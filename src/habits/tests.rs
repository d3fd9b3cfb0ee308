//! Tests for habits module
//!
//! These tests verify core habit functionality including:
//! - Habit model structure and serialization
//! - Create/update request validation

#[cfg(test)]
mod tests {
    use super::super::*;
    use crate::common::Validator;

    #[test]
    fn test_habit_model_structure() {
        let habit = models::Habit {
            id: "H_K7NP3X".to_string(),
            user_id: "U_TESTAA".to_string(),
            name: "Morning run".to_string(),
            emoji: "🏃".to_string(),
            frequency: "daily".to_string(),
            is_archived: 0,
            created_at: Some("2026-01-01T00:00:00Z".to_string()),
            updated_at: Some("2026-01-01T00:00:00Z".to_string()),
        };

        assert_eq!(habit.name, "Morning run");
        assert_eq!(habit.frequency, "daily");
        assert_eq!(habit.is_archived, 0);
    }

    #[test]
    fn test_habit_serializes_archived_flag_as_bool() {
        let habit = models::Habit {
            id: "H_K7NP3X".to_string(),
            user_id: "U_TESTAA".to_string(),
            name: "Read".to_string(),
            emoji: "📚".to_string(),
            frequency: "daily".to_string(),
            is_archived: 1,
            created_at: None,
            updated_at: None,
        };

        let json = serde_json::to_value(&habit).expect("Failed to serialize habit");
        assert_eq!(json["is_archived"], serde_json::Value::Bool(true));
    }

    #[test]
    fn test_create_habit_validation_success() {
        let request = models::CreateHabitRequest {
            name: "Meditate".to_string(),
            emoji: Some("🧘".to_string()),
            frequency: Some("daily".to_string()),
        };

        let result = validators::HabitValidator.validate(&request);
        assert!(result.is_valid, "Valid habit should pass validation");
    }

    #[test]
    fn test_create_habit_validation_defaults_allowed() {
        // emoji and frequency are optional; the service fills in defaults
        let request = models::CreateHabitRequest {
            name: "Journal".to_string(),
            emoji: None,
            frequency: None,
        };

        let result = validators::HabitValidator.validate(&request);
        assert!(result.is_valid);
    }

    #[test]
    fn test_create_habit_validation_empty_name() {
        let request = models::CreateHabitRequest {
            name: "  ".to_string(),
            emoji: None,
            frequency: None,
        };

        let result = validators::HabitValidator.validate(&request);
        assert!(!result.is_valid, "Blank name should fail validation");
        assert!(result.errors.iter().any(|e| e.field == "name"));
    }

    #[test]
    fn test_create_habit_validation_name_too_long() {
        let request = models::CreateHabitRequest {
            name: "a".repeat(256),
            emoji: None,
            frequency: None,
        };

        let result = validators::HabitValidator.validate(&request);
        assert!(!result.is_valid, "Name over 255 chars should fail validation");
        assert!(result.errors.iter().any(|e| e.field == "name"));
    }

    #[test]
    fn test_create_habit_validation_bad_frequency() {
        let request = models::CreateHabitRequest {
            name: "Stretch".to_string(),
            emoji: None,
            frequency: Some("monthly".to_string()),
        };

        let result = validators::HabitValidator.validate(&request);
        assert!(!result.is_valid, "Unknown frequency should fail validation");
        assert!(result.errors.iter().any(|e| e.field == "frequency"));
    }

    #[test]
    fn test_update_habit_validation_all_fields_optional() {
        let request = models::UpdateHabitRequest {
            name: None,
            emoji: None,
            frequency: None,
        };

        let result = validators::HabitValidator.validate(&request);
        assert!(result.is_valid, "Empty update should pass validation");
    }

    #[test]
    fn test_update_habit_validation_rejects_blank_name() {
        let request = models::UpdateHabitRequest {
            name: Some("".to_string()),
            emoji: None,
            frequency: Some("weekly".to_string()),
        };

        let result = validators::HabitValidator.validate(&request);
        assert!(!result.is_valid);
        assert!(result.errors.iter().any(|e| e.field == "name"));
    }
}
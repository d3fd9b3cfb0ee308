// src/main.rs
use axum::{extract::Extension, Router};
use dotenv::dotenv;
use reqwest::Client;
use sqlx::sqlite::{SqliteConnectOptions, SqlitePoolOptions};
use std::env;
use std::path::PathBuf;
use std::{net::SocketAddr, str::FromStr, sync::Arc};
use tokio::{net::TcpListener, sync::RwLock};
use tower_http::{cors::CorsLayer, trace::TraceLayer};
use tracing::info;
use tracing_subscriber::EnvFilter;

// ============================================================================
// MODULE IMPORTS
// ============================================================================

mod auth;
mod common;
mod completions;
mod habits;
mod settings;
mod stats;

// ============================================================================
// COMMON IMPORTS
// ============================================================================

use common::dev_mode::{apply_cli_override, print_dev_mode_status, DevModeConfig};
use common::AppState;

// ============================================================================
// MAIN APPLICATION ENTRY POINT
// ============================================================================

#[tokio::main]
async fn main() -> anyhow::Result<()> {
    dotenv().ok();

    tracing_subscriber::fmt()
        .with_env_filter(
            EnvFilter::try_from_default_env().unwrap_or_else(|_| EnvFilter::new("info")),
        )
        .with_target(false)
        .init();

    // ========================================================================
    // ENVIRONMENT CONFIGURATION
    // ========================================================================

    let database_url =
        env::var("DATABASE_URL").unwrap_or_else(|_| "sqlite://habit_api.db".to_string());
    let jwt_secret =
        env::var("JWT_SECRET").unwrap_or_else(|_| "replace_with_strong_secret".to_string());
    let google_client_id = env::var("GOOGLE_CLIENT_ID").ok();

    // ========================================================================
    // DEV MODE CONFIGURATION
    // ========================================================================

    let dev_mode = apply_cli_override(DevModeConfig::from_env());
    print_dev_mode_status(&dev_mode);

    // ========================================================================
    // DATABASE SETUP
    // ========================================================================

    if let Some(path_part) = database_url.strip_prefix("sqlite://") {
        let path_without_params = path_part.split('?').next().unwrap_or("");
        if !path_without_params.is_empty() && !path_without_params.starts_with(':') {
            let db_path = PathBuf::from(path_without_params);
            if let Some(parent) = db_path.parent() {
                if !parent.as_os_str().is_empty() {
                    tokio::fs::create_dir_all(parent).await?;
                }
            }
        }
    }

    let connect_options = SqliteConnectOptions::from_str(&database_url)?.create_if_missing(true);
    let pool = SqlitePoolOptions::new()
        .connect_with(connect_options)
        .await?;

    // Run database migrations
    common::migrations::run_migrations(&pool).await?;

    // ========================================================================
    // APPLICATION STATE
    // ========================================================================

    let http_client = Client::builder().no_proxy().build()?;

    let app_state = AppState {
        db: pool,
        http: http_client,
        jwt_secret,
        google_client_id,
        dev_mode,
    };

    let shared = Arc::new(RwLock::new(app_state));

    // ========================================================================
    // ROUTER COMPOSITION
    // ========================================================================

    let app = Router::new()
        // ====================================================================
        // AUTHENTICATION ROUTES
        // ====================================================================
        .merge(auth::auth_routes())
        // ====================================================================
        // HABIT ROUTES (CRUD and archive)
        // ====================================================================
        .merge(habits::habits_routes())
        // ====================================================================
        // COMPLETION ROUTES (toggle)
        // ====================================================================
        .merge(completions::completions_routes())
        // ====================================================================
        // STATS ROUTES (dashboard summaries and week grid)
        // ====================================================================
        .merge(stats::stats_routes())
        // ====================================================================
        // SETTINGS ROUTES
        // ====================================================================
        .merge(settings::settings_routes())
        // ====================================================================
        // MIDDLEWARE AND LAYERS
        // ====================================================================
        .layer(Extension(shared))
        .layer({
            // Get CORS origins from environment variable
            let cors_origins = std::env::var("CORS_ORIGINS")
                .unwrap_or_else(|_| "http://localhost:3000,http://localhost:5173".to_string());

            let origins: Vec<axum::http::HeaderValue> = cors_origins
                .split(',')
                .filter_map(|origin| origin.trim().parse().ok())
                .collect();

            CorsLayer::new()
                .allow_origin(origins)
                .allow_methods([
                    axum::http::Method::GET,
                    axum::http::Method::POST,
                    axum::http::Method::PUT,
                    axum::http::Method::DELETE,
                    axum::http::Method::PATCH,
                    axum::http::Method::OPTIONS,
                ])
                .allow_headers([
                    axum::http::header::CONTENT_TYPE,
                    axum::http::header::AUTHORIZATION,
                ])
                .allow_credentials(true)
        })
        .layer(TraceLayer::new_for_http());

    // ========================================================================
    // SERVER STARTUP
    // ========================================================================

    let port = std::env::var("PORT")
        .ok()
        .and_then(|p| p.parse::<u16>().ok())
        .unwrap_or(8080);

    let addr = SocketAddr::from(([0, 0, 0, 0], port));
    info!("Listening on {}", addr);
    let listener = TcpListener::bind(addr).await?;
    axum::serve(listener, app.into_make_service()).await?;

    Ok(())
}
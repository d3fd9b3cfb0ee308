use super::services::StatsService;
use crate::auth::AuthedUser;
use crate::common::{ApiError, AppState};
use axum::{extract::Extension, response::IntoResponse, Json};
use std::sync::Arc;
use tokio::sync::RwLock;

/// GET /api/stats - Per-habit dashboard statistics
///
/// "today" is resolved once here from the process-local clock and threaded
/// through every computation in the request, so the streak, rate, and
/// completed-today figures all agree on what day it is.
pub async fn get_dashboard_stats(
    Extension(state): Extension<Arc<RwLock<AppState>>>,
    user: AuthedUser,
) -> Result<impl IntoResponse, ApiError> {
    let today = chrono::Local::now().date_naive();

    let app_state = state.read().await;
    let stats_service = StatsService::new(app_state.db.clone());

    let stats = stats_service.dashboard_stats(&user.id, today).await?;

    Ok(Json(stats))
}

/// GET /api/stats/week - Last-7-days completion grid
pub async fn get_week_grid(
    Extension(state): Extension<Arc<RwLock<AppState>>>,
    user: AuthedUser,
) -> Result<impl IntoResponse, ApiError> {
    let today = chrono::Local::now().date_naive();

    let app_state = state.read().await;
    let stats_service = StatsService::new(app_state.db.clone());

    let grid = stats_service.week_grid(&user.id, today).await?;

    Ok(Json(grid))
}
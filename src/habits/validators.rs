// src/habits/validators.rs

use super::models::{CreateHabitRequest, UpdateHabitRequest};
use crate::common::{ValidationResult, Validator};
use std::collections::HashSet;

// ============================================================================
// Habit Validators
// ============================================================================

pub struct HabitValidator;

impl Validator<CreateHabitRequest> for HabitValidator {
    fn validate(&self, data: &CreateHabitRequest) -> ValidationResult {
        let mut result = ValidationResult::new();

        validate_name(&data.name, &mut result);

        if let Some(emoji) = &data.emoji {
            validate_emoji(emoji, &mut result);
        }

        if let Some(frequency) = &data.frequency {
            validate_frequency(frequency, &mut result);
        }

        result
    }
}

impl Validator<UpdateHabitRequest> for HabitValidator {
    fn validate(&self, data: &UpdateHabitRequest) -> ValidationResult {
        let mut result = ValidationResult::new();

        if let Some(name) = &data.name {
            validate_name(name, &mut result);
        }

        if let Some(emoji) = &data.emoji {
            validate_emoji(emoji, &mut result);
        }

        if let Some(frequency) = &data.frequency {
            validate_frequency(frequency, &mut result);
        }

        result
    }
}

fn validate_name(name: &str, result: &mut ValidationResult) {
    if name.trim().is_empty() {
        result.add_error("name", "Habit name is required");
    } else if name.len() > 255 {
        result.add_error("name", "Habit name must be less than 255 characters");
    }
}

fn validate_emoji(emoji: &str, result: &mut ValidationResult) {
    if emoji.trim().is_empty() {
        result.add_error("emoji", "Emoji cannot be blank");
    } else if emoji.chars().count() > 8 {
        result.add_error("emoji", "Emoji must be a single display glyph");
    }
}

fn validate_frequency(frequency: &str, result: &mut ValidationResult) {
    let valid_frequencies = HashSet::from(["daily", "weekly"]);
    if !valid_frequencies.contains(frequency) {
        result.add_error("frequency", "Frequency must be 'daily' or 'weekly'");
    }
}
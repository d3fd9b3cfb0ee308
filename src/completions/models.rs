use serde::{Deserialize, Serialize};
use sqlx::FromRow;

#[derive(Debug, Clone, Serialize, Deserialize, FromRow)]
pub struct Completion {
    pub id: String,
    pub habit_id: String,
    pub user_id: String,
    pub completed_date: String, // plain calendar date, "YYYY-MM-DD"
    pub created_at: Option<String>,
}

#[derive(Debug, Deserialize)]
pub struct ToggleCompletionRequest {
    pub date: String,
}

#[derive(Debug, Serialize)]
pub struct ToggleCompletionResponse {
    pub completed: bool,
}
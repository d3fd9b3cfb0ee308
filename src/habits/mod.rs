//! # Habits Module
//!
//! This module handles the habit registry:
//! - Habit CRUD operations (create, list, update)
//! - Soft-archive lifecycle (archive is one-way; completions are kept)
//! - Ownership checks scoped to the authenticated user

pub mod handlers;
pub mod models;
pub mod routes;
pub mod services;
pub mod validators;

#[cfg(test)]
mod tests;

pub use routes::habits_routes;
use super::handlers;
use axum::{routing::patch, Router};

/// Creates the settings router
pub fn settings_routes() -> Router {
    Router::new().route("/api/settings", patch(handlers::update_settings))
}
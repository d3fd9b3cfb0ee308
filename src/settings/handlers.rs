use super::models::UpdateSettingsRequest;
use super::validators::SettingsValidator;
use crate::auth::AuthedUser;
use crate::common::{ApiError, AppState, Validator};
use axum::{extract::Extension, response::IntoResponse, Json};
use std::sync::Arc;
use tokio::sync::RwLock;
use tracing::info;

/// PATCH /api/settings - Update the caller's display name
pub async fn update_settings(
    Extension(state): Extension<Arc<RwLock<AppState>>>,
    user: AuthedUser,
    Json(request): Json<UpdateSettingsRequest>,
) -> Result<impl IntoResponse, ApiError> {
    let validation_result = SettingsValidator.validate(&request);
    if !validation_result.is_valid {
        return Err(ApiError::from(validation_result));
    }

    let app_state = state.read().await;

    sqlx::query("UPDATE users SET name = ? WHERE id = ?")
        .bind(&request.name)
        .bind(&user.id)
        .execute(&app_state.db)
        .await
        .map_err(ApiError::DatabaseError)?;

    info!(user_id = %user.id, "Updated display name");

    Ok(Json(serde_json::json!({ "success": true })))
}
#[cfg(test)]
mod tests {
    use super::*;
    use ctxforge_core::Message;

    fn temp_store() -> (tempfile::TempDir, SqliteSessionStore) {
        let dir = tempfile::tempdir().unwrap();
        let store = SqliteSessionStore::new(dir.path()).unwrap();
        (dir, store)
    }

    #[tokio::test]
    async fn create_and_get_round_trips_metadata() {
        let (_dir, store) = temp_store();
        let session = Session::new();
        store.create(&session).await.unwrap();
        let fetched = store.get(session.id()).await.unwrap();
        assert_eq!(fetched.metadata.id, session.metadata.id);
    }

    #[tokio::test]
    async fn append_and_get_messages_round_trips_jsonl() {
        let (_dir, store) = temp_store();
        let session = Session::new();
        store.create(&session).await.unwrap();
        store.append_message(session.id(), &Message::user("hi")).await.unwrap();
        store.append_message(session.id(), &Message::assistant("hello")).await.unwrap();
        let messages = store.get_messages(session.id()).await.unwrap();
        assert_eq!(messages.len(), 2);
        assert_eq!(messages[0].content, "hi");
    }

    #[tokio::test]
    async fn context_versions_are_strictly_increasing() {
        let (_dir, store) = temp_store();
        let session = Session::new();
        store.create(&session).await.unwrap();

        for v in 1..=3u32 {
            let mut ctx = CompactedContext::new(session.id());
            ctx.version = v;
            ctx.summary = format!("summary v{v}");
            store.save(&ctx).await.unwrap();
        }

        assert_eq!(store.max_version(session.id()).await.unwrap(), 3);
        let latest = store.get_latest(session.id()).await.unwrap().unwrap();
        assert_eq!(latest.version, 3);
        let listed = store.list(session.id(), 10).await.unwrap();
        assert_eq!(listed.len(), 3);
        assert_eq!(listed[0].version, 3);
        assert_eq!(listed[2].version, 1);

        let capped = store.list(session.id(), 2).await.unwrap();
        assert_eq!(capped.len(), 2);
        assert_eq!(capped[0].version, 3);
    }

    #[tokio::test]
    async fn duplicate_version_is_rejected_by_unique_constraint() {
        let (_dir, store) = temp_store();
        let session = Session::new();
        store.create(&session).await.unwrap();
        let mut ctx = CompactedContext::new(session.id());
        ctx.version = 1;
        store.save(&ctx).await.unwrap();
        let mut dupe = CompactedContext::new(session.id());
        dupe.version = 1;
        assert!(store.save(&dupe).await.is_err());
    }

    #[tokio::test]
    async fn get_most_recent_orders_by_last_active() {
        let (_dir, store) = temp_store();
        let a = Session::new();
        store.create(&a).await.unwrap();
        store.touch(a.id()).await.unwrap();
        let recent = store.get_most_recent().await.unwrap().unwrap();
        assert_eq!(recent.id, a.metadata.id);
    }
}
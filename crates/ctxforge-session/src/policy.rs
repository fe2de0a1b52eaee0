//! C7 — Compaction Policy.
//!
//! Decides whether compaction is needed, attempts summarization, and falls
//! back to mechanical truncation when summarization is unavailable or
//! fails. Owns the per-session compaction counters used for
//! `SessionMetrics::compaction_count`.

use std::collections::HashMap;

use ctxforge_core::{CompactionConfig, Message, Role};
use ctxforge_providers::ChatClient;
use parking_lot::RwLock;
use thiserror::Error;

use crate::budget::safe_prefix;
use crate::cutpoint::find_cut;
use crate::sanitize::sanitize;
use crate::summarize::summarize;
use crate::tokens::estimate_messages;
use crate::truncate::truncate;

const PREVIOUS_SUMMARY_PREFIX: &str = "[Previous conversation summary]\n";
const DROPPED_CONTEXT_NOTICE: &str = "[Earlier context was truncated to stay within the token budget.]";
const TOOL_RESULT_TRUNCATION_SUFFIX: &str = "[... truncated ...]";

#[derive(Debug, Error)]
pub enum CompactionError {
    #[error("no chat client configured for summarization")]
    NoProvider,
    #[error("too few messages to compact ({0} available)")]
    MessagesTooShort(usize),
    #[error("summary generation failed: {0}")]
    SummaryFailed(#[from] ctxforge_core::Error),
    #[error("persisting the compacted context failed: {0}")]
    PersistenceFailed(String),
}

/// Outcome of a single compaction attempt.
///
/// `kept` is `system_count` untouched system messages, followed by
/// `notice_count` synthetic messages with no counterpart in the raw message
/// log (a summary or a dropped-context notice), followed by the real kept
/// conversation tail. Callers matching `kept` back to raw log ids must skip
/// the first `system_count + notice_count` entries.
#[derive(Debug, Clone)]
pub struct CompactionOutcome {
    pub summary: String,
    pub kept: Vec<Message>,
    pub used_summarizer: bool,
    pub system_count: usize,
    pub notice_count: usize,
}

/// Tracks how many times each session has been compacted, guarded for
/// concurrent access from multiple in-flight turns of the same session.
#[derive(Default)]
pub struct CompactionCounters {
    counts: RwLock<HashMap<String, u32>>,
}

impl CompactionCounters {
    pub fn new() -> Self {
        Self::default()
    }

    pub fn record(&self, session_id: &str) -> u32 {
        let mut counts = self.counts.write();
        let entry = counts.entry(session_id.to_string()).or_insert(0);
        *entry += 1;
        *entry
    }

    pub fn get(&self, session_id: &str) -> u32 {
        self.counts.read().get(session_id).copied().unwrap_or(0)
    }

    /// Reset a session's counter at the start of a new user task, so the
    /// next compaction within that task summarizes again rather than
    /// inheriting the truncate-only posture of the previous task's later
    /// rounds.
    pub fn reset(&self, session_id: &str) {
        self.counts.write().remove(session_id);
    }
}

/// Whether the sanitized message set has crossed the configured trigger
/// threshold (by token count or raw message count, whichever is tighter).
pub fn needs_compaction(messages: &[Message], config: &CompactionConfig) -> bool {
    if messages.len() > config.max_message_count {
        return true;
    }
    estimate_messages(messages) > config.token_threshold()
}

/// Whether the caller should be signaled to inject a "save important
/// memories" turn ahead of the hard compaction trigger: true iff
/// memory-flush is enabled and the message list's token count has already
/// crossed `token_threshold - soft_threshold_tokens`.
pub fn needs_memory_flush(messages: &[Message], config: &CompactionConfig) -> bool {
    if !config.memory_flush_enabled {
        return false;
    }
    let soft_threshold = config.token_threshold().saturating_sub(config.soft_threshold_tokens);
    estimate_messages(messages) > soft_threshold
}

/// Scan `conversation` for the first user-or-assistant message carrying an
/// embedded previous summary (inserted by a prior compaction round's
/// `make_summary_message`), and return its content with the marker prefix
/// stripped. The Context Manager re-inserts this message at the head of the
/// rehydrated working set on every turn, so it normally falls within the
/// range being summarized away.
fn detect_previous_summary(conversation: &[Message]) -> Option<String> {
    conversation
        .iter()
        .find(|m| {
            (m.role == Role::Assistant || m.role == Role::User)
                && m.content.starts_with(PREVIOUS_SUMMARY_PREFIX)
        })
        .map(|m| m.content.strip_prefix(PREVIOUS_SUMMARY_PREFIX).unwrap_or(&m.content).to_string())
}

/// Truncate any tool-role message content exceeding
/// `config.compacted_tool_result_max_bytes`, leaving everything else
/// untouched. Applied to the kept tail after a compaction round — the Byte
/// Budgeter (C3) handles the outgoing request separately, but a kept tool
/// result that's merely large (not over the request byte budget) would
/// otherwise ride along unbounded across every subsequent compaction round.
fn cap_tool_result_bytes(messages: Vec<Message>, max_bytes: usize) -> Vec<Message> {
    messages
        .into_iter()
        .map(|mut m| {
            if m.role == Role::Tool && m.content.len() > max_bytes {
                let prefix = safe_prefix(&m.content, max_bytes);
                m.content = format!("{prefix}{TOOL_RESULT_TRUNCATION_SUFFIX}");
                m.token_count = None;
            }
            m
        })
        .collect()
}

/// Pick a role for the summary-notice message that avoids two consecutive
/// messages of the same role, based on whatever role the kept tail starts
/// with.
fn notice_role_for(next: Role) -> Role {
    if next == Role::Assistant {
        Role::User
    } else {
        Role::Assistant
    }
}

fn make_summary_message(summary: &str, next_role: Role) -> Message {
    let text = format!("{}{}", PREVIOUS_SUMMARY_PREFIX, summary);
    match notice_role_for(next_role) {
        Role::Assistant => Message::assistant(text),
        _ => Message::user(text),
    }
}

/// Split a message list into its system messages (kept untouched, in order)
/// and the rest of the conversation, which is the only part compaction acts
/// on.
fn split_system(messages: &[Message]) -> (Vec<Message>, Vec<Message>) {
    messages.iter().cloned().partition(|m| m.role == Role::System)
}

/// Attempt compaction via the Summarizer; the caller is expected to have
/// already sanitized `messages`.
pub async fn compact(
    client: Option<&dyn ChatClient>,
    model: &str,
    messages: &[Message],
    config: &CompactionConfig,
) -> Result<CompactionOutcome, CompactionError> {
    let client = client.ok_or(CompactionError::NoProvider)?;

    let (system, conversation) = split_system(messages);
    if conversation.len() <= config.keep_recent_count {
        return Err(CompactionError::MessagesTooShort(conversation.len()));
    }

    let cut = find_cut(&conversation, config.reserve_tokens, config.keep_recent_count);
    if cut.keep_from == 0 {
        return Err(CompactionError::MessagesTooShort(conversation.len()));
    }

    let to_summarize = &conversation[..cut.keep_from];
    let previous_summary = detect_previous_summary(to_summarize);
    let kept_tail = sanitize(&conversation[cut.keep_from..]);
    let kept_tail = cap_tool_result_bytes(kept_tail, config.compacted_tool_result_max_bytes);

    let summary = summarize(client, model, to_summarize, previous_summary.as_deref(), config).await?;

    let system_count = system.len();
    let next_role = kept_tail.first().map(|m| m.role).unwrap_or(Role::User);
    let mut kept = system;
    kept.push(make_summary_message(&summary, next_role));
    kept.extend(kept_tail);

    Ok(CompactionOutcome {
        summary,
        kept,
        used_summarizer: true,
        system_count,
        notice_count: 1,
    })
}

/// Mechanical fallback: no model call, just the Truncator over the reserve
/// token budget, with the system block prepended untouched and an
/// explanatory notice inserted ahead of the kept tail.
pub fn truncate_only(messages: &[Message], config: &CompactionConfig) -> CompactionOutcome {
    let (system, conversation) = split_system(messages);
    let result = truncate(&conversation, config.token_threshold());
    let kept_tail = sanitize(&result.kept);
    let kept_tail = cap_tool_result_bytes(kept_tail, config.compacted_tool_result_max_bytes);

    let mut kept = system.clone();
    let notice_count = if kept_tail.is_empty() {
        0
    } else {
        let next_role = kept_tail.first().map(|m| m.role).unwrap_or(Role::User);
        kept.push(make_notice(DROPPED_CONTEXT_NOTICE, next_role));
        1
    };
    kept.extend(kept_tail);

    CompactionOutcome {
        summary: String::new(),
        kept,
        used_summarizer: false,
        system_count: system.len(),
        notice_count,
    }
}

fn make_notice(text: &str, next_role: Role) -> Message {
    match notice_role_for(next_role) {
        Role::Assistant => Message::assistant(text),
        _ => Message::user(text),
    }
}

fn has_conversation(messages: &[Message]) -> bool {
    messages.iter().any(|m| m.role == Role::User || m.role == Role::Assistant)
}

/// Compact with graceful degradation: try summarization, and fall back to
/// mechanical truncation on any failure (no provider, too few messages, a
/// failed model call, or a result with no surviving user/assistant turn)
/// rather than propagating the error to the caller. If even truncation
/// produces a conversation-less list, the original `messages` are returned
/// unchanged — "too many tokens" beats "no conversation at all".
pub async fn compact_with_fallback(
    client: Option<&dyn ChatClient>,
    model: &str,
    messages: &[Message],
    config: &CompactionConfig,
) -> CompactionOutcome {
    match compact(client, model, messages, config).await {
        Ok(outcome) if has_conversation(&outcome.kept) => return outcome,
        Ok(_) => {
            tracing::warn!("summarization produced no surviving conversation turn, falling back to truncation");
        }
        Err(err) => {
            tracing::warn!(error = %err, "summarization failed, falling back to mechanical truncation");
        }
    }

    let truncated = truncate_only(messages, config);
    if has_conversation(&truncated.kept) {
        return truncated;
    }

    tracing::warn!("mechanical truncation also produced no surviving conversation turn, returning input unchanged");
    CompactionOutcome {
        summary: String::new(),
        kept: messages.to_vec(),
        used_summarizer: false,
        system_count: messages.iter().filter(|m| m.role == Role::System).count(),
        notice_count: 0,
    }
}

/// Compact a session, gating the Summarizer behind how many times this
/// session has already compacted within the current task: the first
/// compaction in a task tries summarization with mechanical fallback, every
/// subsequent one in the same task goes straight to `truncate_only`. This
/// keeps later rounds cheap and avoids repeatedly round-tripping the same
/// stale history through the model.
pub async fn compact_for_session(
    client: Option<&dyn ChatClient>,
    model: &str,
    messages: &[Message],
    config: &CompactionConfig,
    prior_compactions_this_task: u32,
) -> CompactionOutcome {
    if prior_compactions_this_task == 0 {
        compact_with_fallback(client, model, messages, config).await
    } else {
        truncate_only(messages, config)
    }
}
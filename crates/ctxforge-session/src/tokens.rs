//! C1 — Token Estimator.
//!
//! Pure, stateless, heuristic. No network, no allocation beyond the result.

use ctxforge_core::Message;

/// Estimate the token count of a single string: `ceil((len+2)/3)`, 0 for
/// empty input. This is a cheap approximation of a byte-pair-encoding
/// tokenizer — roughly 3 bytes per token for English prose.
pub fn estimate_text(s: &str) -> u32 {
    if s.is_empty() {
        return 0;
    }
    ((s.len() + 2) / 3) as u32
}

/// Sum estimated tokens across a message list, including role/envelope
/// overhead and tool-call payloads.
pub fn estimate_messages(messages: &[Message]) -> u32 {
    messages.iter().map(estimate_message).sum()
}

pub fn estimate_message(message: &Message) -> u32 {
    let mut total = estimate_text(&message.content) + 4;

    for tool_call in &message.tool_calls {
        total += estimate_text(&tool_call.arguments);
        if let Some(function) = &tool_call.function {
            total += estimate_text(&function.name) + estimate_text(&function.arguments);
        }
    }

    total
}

++++++++

This task calls for each line of the material that contains "CRUD".

== TASK RESULT ==
        // HABIT ROUTES (CRUD and archive)
//! - Habit CRUD operations (create, list, update)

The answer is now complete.